Speeding up model training with PyTorch JIT

PyTorch JIT (torch.jit) is a nifty feature of the PyTorch library, which holds the secret to implementing performant custom module code.

If you've ever implemented a SOTA or near-SOTA neural network model, you're very likely building and testing layer architectures from recent research that hasn't yet landed in PyTorch core. Because these implementations have not been optimized by the PyTorch team, they are universally slower than their standard library equivalents.

But it doesn't have to be that way. In this blog post, we'll provide an overview of torch.jit: what it is, and at a high level, how it works. We'll then look at some code samples that show how easy it is to use this API in practice, and some benchmarks showing how.

TLDR: torch.jit can be used to enable 2x-3x speedups on custom module code. Keep reading to learn how!

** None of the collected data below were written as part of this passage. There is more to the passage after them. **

//! Configuration loading and management.
//!
//! Settings come from `.event-radar/config.toml` under the project root,
//! overridden by environment variables.

pub mod error;
pub mod loader;
pub mod models;

pub use error::{ConfigError, ConfigResult};
pub use loader::load_config;
pub use models::AppConfig;
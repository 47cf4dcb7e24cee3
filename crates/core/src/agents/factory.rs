//! Agent factory for creating the built-in agents.

use std::sync::Arc;

use crate::agents::adapters::{ConferenceAgent, EventbriteAgent, MeetupAgent};
use crate::agents::agent_type::AgentKind;
use crate::agents::base::Agent;
use crate::sources::SourceContext;

/// Factory for creating agent instances.
///
/// Network-backed agents share the `reqwest::Client` held by the
/// [`SourceContext`].
pub struct AgentFactory;

impl AgentFactory {
    /// Create one agent of the given kind.
    pub fn create(kind: AgentKind, context: &SourceContext) -> Arc<dyn Agent> {
        match kind {
            AgentKind::Meetup => Arc::new(MeetupAgent::new(context)),
            AgentKind::Eventbrite => Arc::new(EventbriteAgent::new(context)),
            AgentKind::Conference => Arc::new(ConferenceAgent::new()),
        }
    }

    /// Every built-in agent, in registration order.
    pub fn default_agents(context: &SourceContext) -> Vec<Arc<dyn Agent>> {
        AgentKind::ALL
            .iter()
            .map(|kind| Self::create(*kind, context))
            .collect()
    }
}
//! Eventbrite agent: AI and tech category listings for Amsterdam.

use async_trait::async_trait;
use std::sync::atomic::{AtomicBool, Ordering};
use std::sync::Arc;

use crate::agents::agent_type::AgentKind;
use crate::agents::base::Agent;
use crate::sources::{DateStyle, HtmlListingSource, ListingLayout, Source, SourceContext};

/// (source name, category slug)
const CATEGORIES: [(&str, &str); 2] = [
    ("Eventbrite Amsterdam AI", "ai"),
    ("Eventbrite Amsterdam Tech", "tech"),
];

pub struct EventbriteAgent {
    enabled: AtomicBool,
    sources: Vec<Arc<dyn Source>>,
}

impl EventbriteAgent {
    pub fn new(context: &SourceContext) -> Self {
        let sources = CATEGORIES
            .iter()
            .map(|(name, category)| {
                let url = format!(
                    "https://www.eventbrite.com/d/netherlands--amsterdam/{category}-events/"
                );
                let source = HtmlListingSource::new(*name, url, layout(category), context);
                Arc::new(source) as Arc<dyn Source>
            })
            .collect();

        Self {
            enabled: AtomicBool::new(true),
            sources,
        }
    }
}

fn layout(category: &str) -> ListingLayout {
    ListingLayout {
        card: r#"[data-testid="event-card"]"#.to_string(),
        title: r#"[data-testid="event-card-title"]"#.to_string(),
        date: r#"[data-testid="event-card-local-date"]"#.to_string(),
        location: r#"[data-testid="event-card-location"]"#.to_string(),
        link: "a".to_string(),
        url_prefix: "https://www.eventbrite.com".to_string(),
        date_style: DateStyle::Relative,
        description: format!(
            "{} event from Eventbrite: {{title}}",
            category.to_uppercase()
        ),
        default_location: "Amsterdam".to_string(),
        source_tag: "eventbrite".to_string(),
        tags: vec![category.to_string(), "amsterdam".to_string()],
    }
}

#[async_trait]
impl Agent for EventbriteAgent {
    fn name(&self) -> &str {
        AgentKind::Eventbrite.name()
    }

    fn get_sources(&self) -> Vec<Arc<dyn Source>> {
        self.sources.clone()
    }

    fn is_enabled(&self) -> bool {
        self.enabled.load(Ordering::SeqCst)
    }

    fn set_enabled(&self, enabled: bool) {
        self.enabled.store(enabled, Ordering::SeqCst);
    }
}
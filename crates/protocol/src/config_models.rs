//! Configuration models for `.event-radar/config.toml`.
//!
//! Every field has a default, so an empty or missing file yields a working
//! configuration.

use serde::Deserialize;
use serde::Serialize;
use std::collections::BTreeMap;
use std::path::PathBuf;
use ts_rs::TS;

/// Default cron cadence: every two hours, on the hour.
pub const DEFAULT_SCHEDULE: &str = "0 0 */2 * * *";

/// Default window used for the `upcoming.ics` export.
pub const DEFAULT_UPCOMING_DAYS: i64 = 30;

/// Default per-source timeout in seconds.
pub const DEFAULT_SOURCE_TIMEOUT_SECS: u64 = 30;

/// Represents the settings from `.event-radar/config.toml`.
///
/// # Example
///
/// ```toml
/// schedule = "0 0 */2 * * *"
/// database_path = "data/events.db"
/// output_dir = "public/calendars"
///
/// [calendar]
/// name = "AI Events Amsterdam"
///
/// [agents]
/// EventbriteAgent = false
/// ```
#[derive(Serialize, Deserialize, Debug, Clone, PartialEq, TS)]
pub struct RadarConfig {
    /// Cron expression driving recurring discovery runs.
    ///
    /// Six-field (with seconds) expressions are used as-is; five-field
    /// expressions get a leading `0` seconds field.
    #[serde(default = "default_schedule")]
    pub schedule: String,

    /// SQLite database location. Relative paths resolve against the root.
    #[serde(default = "default_database_path")]
    #[ts(type = "string")]
    pub database_path: PathBuf,

    /// Directory the export artifacts are written to.
    #[serde(default = "default_output_dir")]
    #[ts(type = "string")]
    pub output_dir: PathBuf,

    /// Window in days for the `upcoming.ics` artifact.
    #[serde(default = "default_upcoming_days")]
    pub upcoming_days: i64,

    /// Upper bound on a single source query.
    #[serde(default = "default_source_timeout_secs")]
    pub source_timeout_secs: u64,

    #[serde(default)]
    pub calendar: CalendarConfig,

    /// Enabled flag per agent name. Agents not listed stay enabled.
    #[serde(default)]
    pub agents: BTreeMap<String, bool>,
}

impl Default for RadarConfig {
    fn default() -> Self {
        Self {
            schedule: default_schedule(),
            database_path: default_database_path(),
            output_dir: default_output_dir(),
            upcoming_days: default_upcoming_days(),
            source_timeout_secs: default_source_timeout_secs(),
            calendar: CalendarConfig::default(),
            agents: BTreeMap::new(),
        }
    }
}

/// Metadata stamped onto calendar and feed exports.
#[derive(Serialize, Deserialize, Debug, Clone, PartialEq, Eq, TS)]
pub struct CalendarConfig {
    #[serde(default = "default_calendar_name")]
    pub name: String,

    #[serde(default = "default_calendar_description")]
    pub description: String,

    #[serde(default)]
    pub url: Option<String>,

    /// IANA zone name advertised to calendar clients. Instants are always
    /// written in UTC.
    #[serde(default = "default_timezone")]
    pub timezone: String,
}

impl Default for CalendarConfig {
    fn default() -> Self {
        Self {
            name: default_calendar_name(),
            description: default_calendar_description(),
            url: None,
            timezone: default_timezone(),
        }
    }
}

fn default_schedule() -> String {
    DEFAULT_SCHEDULE.to_string()
}

fn default_database_path() -> PathBuf {
    PathBuf::from("data/events.db")
}

fn default_output_dir() -> PathBuf {
    PathBuf::from("public/calendars")
}

fn default_upcoming_days() -> i64 {
    DEFAULT_UPCOMING_DAYS
}

fn default_source_timeout_secs() -> u64 {
    DEFAULT_SOURCE_TIMEOUT_SECS
}

fn default_calendar_name() -> String {
    "AI Events Amsterdam".to_string()
}

fn default_calendar_description() -> String {
    "AI-related events happening in Amsterdam".to_string()
}

fn default_timezone() -> String {
    "Europe/Amsterdam".to_string()
}
//! Candidate event builder used by sources.

use chrono::{DateTime, Duration, Utc};
use er_protocol::Event;
use thiserror::Error;

use crate::events::identity::derive_event_id;

/// Duration assumed when a source does not know when an event ends.
pub const DEFAULT_EVENT_DURATION_HOURS: i64 = 2;

/// Reasons a candidate record cannot become an [`Event`].
#[derive(Error, Debug, Clone, PartialEq, Eq)]
pub enum InvalidEvent {
    #[error("Event title is empty")]
    EmptyTitle,
    #[error("Event '{title}' ends before it starts")]
    EndBeforeStart { title: String },
}

/// A candidate event as produced by a source, before identity is assigned.
///
/// # Example
///
/// ```
/// use chrono::{TimeZone, Utc};
/// use er_core::events::EventDraft;
///
/// let start = Utc.with_ymd_and_hms(2024, 10, 9, 9, 0, 0).unwrap();
/// let event = EventDraft::new("World Summit AI", start, "Amsterdam")
///     .url("https://worldsummit.ai")
///     .source("conference-agent")
///     .tags(["ai", "conference"])
///     .build(Utc::now())
///     .unwrap();
///
/// assert_eq!(event.end_date, start + chrono::Duration::hours(2));
/// ```
#[derive(Debug, Clone)]
pub struct EventDraft {
    title: String,
    description: String,
    start: DateTime<Utc>,
    end: Option<DateTime<Utc>>,
    location: String,
    url: String,
    source: String,
    tags: Vec<String>,
    price: Option<String>,
    organizer: Option<String>,
    image_url: Option<String>,
}

impl EventDraft {
    pub fn new(
        title: impl Into<String>,
        start: DateTime<Utc>,
        location: impl Into<String>,
    ) -> Self {
        Self {
            title: title.into(),
            description: String::new(),
            start,
            end: None,
            location: location.into(),
            url: String::new(),
            source: String::new(),
            tags: Vec::new(),
            price: None,
            organizer: None,
            image_url: None,
        }
    }

    pub fn description(mut self, description: impl Into<String>) -> Self {
        self.description = description.into();
        self
    }

    /// Set the end instant. Defaults to two hours after the start.
    pub fn end(mut self, end: DateTime<Utc>) -> Self {
        self.end = Some(end);
        self
    }

    pub fn url(mut self, url: impl Into<String>) -> Self {
        self.url = url.into();
        self
    }

    pub fn source(mut self, source: impl Into<String>) -> Self {
        self.source = source.into();
        self
    }

    pub fn tags<I, S>(mut self, tags: I) -> Self
    where
        I: IntoIterator<Item = S>,
        S: Into<String>,
    {
        self.tags = tags.into_iter().map(Into::into).collect();
        self
    }

    pub fn price(mut self, price: impl Into<String>) -> Self {
        self.price = Some(price.into());
        self
    }

    pub fn organizer(mut self, organizer: impl Into<String>) -> Self {
        self.organizer = Some(organizer.into());
        self
    }

    pub fn image_url(mut self, image_url: impl Into<String>) -> Self {
        self.image_url = Some(image_url.into());
        self
    }

    /// Assign identity and bookkeeping timestamps.
    ///
    /// `now` becomes both `created_at` and `updated_at`.
    pub fn build(self, now: DateTime<Utc>) -> Result<Event, InvalidEvent> {
        let title = self.title.trim().to_string();
        if title.is_empty() {
            return Err(InvalidEvent::EmptyTitle);
        }

        let end = self
            .end
            .unwrap_or_else(|| self.start + Duration::hours(DEFAULT_EVENT_DURATION_HOURS));
        if end < self.start {
            return Err(InvalidEvent::EndBeforeStart { title });
        }

        let location = self.location.trim().to_string();

        Ok(Event {
            id: derive_event_id(&title, self.start, &location),
            title,
            description: self.description,
            start_date: self.start,
            end_date: end,
            location,
            url: self.url,
            source: self.source,
            tags: self.tags,
            price: self.price,
            organizer: self.organizer,
            image_url: self.image_url,
            created_at: now,
            updated_at: now,
        })
    }
}
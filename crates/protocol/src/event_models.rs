//! Event record models.
//!
//! An [`Event`] is the unit that flows through the discovery pipeline: sources
//! produce them, the aggregator deduplicates them, the store persists them and
//! the export transforms render them.

use chrono::{DateTime, Utc};
use serde::{Deserialize, Serialize};
use ts_rs::TS;

/// A single discovered event.
///
/// The `id` is derived from the `(title, start_date, location)` triple, so two
/// sources describing the same real-world event independently produce the
/// same id.
///
/// # Example
///
/// ```json
/// {
///   "id": "3f1c9a0d2b7e4c55",
///   "title": "World Summit AI",
///   "description": "Leading global AI conference and tech festival",
///   "startDate": "2024-10-09T00:00:00Z",
///   "endDate": "2024-10-10T00:00:00Z",
///   "location": "Amsterdam",
///   "url": "https://worldsummit.ai",
///   "source": "conference-agent",
///   "tags": ["ai", "conference"],
///   "price": null,
///   "organizer": null,
///   "imageUrl": null,
///   "createdAt": "2024-09-01T12:00:00Z",
///   "updatedAt": "2024-09-01T12:00:00Z"
/// }
/// ```
#[derive(Serialize, Deserialize, Debug, Clone, PartialEq, TS)]
#[serde(rename_all = "camelCase")]
pub struct Event {
    /// Stable identifier derived from the canonical key.
    pub id: String,

    pub title: String,

    pub description: String,

    pub start_date: DateTime<Utc>,

    /// Never earlier than `start_date`.
    pub end_date: DateTime<Utc>,

    pub location: String,

    pub url: String,

    /// Name of the originating agent or source (e.g. `meetup`, `eventbrite`).
    pub source: String,

    /// Free-form labels. Order and duplicates carry no meaning for identity.
    pub tags: Vec<String>,

    #[serde(default)]
    pub price: Option<String>,

    #[serde(default)]
    pub organizer: Option<String>,

    #[serde(default)]
    pub image_url: Option<String>,

    /// Set by the producing source when the record is created.
    pub created_at: DateTime<Utc>,

    /// Set by the producing source; the store owns it after the first upsert.
    pub updated_at: DateTime<Utc>,
}

impl Event {
    /// Returns true if any tag matches `tag`, ignoring case.
    pub fn has_tag(&self, tag: &str) -> bool {
        self.tags.iter().any(|t| t.eq_ignore_ascii_case(tag))
    }
}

Eager versus graph execution

In order to understand what torch.jit brings to the table, it's helpful to first understand the difference between the two dominant models of execution in deep learning: eager and graph.

A deep learning framework is said to use eager execution (or eager evaluation) if it builds its computational graph (the set of steps needed to perform forward or backwards propagation through the network) at runtime. PyTorch is the classic example of a framework which is eagerly evaluated. Every forward pass through a PyTorch model constructs an autograd computational graph; the subsequent call to backwards then consumes (and destroys!) this graph (for more on PyTorch autograd, I refer you to this Kaggle notebook).

Constructing and deconstructing objects in this way paves the way to a good developer experience. The code that's actually executing the mathematical operations involved is ultimately a C++ or CUDA kernel, but the result of each individual operation is immediately transferred to (and accessible from) the Python process, because the Python process is the "intelligent" part—it's what's managing the computational graph as a whole. This is why debugging in PyTorch is as simple as dropping import pdb; pdb.set_trace() in the middle of your code.

Alternatively, one may make use of graph execution. Graph execution pushes the management of the computational graph down to the kernel level (e.g. to a C++ process) by adding an additional compilation step to the process. The state is not surfaced back to the Python process until after execution is complete.

Graph execution is faster than eager execution: the computational graph need only be built once, and the compiler can automatically find and apply optimizations to the code that aren't possible in an interpreted context (compare the performance of Python with C, for example). However, this comes at the cost of developer experience. All of the interesting state is now managed by a C++ kernel. Debugging with pdb is no longer possible (you'll need to attach gdb to the C++ process—not only is this a lot more work, but it also requires knowing a second programming language). Error messages are now bubbled-up C++ error messages, which tend to be opaque and hard to connect to their Python source.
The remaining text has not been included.